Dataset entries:

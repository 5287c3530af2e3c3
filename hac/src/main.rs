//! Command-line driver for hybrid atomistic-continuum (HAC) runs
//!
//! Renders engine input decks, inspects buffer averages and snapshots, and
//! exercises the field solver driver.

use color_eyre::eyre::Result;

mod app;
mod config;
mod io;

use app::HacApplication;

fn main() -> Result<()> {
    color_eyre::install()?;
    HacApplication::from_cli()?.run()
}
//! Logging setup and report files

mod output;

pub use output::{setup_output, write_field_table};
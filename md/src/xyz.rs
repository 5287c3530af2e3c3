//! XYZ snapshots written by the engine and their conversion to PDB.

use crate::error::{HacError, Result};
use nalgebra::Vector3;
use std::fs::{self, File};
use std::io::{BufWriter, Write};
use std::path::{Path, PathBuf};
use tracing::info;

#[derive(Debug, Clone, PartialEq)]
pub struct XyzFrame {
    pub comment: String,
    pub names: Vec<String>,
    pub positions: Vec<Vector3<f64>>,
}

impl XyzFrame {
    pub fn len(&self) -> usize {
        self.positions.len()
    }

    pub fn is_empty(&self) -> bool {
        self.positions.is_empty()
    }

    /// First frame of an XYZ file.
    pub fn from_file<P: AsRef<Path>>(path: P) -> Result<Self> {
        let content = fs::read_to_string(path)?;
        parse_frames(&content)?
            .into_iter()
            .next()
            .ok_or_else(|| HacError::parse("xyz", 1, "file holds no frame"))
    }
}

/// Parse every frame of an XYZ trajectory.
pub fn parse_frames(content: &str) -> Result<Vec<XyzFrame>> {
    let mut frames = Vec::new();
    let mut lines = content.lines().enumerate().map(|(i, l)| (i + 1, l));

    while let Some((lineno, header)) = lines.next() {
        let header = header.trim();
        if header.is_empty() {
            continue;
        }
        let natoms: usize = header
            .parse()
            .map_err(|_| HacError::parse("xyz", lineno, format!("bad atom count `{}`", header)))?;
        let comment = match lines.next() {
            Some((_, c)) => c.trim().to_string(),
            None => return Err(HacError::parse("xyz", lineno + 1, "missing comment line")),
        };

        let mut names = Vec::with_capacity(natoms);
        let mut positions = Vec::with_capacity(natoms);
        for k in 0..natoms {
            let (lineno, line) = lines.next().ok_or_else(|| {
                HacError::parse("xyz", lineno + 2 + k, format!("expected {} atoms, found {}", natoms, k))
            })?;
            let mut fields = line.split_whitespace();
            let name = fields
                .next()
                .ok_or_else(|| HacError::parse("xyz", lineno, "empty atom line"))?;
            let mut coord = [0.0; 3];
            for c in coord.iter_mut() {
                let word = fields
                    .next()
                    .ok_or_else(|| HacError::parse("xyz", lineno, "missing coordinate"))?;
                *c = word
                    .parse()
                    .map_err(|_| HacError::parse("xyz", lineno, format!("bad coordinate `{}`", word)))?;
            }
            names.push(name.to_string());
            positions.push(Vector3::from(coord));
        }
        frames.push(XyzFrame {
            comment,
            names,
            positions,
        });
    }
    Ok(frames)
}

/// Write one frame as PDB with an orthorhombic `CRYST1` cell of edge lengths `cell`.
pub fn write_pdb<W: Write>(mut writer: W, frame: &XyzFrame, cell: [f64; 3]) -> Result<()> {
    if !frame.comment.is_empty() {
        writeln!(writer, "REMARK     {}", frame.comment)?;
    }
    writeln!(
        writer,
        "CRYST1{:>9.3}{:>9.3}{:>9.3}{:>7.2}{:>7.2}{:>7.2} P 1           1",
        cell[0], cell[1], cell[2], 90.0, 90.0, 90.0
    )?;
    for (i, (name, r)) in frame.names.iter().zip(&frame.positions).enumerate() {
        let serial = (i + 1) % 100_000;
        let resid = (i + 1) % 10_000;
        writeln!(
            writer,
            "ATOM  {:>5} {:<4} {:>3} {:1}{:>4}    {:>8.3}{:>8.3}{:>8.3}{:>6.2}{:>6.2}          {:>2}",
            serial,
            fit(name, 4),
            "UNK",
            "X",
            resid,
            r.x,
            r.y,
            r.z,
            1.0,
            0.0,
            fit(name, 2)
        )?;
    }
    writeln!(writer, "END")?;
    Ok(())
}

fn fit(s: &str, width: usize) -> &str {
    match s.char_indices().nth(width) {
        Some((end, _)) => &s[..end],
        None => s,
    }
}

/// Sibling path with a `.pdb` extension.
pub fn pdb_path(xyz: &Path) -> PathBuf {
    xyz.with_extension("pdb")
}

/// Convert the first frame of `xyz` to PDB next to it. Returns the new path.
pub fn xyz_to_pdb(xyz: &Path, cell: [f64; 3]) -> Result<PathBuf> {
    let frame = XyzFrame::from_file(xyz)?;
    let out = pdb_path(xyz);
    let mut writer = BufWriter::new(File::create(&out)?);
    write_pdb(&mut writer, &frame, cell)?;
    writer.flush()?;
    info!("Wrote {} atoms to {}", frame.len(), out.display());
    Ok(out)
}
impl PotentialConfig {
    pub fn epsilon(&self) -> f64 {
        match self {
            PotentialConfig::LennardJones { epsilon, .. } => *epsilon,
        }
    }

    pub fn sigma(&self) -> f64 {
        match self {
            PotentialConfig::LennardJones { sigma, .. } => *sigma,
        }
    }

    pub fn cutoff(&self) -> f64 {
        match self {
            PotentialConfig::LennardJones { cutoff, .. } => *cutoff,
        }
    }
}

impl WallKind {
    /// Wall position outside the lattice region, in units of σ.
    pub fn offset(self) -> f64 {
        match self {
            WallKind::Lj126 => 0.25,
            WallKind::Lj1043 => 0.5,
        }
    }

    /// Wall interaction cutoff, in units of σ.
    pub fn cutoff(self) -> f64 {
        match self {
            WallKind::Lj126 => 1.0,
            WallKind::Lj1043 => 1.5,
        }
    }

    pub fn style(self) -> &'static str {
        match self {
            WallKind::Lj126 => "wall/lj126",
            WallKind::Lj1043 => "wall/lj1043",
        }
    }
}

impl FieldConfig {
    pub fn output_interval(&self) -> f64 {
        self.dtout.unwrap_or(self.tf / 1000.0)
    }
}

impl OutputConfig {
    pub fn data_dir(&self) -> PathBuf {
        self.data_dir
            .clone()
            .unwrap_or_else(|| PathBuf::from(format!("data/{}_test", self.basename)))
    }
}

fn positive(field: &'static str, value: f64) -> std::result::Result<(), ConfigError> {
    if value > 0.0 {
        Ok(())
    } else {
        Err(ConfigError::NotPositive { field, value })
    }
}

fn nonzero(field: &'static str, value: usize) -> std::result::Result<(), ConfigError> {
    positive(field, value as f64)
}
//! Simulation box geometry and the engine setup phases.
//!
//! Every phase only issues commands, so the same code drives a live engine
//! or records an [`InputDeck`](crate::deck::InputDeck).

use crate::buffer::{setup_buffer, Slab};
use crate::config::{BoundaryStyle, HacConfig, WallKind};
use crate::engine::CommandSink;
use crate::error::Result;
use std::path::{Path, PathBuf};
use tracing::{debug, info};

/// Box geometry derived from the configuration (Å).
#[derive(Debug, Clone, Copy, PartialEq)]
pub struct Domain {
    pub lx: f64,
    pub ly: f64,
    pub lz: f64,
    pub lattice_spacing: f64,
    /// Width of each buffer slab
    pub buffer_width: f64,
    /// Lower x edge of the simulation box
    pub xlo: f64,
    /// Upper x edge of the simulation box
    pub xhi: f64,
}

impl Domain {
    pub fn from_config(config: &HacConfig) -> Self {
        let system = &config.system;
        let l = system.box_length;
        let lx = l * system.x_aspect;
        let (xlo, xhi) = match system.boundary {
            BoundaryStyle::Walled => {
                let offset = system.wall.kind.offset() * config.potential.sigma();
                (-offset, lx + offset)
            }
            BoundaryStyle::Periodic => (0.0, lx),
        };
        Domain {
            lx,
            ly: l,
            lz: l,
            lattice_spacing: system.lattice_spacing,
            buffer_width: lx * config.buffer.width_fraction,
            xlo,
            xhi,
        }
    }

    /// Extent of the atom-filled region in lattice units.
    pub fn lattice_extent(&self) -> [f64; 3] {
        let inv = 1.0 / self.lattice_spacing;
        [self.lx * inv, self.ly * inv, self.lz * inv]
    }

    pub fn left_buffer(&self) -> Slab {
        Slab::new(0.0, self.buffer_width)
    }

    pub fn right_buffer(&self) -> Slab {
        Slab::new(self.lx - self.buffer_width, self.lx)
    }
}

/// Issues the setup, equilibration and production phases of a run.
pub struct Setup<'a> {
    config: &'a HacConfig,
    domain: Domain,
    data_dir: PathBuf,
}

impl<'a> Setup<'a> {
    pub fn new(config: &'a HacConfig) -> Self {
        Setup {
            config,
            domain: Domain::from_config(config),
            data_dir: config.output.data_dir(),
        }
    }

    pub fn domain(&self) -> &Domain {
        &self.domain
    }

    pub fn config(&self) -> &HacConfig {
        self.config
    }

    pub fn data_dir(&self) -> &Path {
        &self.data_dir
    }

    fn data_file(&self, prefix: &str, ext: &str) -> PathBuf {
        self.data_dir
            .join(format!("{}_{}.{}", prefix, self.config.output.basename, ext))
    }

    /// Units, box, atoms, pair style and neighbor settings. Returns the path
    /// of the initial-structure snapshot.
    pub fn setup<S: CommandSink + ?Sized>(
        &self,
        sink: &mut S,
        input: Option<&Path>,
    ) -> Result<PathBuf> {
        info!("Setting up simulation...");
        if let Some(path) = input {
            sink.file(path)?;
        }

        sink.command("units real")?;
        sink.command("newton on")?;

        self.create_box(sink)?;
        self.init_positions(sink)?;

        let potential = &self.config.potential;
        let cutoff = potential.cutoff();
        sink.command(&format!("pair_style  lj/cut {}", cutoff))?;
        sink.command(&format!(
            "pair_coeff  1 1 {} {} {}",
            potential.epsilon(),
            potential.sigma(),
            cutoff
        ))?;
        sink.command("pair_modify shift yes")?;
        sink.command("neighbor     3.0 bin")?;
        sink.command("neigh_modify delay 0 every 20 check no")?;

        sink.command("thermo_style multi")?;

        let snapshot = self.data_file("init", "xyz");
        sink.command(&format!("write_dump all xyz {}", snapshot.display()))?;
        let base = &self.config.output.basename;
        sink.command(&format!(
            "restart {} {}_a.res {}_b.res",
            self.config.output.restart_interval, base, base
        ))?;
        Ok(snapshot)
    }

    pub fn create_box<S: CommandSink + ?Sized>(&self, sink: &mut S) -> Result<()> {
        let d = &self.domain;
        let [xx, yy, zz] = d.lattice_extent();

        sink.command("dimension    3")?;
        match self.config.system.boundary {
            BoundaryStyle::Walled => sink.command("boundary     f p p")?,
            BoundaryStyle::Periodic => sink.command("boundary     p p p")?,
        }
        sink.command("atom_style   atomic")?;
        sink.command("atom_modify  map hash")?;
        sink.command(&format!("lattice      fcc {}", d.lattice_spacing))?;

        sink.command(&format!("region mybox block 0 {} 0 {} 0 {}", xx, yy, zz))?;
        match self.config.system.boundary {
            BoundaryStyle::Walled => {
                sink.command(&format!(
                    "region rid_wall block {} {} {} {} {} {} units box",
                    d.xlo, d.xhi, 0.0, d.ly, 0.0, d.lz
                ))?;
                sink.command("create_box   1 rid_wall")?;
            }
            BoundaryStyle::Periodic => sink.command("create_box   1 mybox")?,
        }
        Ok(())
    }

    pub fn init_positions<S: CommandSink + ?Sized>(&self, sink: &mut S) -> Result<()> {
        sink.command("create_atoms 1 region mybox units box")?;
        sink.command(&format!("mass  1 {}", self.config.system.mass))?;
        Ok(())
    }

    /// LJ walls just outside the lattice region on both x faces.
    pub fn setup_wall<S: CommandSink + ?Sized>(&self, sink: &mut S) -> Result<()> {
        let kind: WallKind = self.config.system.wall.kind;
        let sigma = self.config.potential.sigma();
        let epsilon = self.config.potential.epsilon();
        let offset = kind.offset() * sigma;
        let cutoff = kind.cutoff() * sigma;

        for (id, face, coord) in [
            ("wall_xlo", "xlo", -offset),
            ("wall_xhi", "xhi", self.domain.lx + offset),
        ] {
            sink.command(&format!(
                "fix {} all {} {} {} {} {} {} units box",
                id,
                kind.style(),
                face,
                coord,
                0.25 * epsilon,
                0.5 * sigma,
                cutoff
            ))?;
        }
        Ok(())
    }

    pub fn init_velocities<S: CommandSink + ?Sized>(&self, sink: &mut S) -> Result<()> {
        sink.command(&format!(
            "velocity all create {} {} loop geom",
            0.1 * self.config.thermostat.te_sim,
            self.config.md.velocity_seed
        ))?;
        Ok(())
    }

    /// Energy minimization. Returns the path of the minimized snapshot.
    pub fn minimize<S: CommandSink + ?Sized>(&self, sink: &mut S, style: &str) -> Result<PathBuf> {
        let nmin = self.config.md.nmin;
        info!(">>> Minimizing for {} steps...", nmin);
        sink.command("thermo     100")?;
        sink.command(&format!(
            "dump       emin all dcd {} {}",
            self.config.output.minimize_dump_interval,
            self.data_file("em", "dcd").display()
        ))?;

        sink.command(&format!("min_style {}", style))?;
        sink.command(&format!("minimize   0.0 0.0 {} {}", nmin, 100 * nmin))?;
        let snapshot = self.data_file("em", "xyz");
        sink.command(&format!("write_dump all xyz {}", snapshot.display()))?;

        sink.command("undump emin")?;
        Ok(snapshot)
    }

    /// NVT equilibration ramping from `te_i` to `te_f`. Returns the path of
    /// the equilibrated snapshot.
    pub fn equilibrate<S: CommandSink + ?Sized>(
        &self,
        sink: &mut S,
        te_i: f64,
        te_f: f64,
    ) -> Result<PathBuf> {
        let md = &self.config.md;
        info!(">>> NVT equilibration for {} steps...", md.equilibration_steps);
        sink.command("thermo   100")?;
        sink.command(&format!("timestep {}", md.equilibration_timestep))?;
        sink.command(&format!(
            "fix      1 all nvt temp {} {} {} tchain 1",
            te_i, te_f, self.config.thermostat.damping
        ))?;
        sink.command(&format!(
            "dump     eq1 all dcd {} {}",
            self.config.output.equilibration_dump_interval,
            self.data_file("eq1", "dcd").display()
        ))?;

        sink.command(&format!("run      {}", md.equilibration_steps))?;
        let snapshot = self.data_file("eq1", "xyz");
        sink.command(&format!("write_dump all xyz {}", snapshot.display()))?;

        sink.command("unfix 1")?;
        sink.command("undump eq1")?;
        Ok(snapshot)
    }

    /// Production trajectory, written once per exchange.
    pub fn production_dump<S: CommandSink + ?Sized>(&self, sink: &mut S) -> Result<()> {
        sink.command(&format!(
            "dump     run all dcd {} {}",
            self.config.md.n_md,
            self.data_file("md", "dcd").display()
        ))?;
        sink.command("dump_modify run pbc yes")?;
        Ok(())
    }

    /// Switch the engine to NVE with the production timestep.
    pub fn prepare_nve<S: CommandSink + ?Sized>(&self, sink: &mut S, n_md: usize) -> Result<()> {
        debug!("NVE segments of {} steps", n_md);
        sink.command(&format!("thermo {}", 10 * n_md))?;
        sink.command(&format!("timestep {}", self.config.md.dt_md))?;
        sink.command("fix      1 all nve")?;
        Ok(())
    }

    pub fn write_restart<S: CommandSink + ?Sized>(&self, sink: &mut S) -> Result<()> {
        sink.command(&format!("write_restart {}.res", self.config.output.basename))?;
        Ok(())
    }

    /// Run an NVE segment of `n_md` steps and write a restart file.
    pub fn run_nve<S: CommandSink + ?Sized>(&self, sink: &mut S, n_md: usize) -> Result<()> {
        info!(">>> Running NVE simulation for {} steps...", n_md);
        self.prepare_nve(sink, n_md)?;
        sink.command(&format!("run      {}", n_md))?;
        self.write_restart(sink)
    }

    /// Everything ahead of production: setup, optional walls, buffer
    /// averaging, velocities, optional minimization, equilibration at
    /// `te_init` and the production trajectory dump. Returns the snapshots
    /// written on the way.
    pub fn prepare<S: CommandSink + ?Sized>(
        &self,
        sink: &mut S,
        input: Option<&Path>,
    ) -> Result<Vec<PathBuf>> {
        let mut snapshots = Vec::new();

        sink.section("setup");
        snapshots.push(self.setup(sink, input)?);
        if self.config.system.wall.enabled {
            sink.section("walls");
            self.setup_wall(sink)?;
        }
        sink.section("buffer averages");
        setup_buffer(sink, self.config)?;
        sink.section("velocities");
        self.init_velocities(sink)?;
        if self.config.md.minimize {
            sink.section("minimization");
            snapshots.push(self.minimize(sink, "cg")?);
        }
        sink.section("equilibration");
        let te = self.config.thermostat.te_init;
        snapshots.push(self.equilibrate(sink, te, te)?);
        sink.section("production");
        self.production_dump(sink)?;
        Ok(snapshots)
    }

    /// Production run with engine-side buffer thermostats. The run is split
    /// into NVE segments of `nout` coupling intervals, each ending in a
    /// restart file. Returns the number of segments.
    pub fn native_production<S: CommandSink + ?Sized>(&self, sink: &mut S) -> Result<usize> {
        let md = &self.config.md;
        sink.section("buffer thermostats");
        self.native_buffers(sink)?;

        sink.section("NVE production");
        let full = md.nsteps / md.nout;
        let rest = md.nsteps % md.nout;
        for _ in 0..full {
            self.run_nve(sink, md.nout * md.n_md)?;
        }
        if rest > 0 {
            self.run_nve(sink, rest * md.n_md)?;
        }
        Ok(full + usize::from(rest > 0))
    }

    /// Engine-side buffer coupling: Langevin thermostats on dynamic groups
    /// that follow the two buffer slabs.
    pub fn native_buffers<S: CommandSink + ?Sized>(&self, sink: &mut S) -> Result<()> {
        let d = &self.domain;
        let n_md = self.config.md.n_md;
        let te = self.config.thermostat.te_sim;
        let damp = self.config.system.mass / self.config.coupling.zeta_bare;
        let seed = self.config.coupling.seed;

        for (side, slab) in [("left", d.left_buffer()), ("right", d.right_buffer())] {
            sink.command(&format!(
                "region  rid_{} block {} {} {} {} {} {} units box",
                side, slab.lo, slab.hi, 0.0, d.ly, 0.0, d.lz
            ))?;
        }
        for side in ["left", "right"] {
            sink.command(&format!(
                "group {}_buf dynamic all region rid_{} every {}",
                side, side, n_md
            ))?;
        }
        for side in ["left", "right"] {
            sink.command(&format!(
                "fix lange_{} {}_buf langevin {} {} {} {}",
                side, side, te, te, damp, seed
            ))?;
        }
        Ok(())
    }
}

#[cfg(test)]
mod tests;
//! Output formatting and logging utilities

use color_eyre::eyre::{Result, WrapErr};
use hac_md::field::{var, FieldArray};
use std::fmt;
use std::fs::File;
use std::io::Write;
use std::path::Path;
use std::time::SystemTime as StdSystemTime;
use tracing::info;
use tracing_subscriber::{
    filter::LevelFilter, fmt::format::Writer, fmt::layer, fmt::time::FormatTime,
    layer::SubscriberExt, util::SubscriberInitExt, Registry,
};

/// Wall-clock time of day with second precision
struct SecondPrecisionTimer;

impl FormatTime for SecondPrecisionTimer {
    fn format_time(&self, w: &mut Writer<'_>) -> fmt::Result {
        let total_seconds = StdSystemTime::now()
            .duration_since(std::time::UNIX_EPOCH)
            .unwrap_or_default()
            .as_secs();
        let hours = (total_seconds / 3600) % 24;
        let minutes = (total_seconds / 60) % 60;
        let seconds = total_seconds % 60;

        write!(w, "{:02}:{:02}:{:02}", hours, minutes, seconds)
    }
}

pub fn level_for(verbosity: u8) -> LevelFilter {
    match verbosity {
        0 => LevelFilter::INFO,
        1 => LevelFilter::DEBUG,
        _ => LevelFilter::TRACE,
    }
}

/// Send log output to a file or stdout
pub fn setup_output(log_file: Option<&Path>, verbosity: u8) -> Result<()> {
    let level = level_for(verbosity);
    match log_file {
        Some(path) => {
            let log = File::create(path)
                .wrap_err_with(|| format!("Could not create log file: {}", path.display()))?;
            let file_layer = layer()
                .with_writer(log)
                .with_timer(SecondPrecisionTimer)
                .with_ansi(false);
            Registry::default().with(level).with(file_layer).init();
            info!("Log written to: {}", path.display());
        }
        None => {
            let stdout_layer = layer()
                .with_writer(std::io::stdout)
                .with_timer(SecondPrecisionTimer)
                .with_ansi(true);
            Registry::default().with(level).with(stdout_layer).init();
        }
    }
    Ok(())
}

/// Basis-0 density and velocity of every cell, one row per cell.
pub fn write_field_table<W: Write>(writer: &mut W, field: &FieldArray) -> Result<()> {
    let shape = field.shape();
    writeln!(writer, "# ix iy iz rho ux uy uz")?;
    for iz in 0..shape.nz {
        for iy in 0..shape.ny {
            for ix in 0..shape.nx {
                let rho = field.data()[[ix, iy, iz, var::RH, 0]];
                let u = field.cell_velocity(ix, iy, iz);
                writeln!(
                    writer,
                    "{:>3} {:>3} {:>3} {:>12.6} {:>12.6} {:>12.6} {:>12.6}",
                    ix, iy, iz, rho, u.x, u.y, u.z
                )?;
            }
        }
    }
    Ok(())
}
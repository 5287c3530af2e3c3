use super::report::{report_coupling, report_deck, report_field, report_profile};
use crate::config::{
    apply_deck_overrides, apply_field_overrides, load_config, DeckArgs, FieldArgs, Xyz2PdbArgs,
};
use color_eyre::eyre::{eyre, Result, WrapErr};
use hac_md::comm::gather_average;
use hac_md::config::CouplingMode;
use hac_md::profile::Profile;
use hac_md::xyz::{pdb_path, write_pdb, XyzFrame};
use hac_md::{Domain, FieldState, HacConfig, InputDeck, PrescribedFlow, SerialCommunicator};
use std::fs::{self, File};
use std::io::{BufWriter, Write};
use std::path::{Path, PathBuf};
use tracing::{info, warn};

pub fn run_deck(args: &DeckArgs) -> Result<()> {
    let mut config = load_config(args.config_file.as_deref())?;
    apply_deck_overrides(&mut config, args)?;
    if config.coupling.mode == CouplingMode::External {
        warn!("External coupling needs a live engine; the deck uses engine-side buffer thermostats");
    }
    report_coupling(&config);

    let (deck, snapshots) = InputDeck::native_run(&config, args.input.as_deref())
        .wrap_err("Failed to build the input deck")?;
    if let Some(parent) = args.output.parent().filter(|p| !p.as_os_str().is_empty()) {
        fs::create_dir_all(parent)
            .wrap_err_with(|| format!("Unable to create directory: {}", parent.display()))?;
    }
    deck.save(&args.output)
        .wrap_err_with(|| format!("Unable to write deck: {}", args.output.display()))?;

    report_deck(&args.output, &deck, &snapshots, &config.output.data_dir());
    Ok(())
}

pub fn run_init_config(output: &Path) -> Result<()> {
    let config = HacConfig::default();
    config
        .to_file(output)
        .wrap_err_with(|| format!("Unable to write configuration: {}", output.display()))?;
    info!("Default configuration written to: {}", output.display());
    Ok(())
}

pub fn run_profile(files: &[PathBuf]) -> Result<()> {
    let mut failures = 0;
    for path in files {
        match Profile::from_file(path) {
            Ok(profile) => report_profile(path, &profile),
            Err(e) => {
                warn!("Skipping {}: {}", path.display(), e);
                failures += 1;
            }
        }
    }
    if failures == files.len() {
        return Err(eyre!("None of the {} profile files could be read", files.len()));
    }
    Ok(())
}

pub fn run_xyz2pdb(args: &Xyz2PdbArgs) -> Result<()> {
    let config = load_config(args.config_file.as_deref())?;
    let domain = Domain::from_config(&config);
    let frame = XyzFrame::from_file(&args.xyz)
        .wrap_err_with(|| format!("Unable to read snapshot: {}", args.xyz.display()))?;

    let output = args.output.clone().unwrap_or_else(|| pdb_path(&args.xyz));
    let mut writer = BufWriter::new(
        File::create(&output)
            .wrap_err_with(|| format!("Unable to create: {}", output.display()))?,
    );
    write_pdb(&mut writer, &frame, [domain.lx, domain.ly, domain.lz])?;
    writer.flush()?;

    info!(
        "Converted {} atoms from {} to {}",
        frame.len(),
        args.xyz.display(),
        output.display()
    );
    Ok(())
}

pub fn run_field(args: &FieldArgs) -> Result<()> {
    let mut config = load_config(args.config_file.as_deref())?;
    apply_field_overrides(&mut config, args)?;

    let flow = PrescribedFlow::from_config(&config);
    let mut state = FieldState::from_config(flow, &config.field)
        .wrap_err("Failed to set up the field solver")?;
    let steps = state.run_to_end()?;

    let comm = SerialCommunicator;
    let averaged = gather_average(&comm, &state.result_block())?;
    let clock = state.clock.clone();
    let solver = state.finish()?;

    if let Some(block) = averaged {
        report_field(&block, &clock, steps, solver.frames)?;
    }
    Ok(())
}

**Aim of the exercise:** Reproduce each line above that contains "offset".

**Result below:**
    pub fn offset(self) -> f64 {
                let offset = system.wall.kind.offset() * config.potential.sigma();
                (-offset, lx + offset)
        let offset = kind.offset() * sigma;
            ("wall_xlo", "xlo", -offset),
            ("wall_xhi", "xhi", self.domain.lx + offset),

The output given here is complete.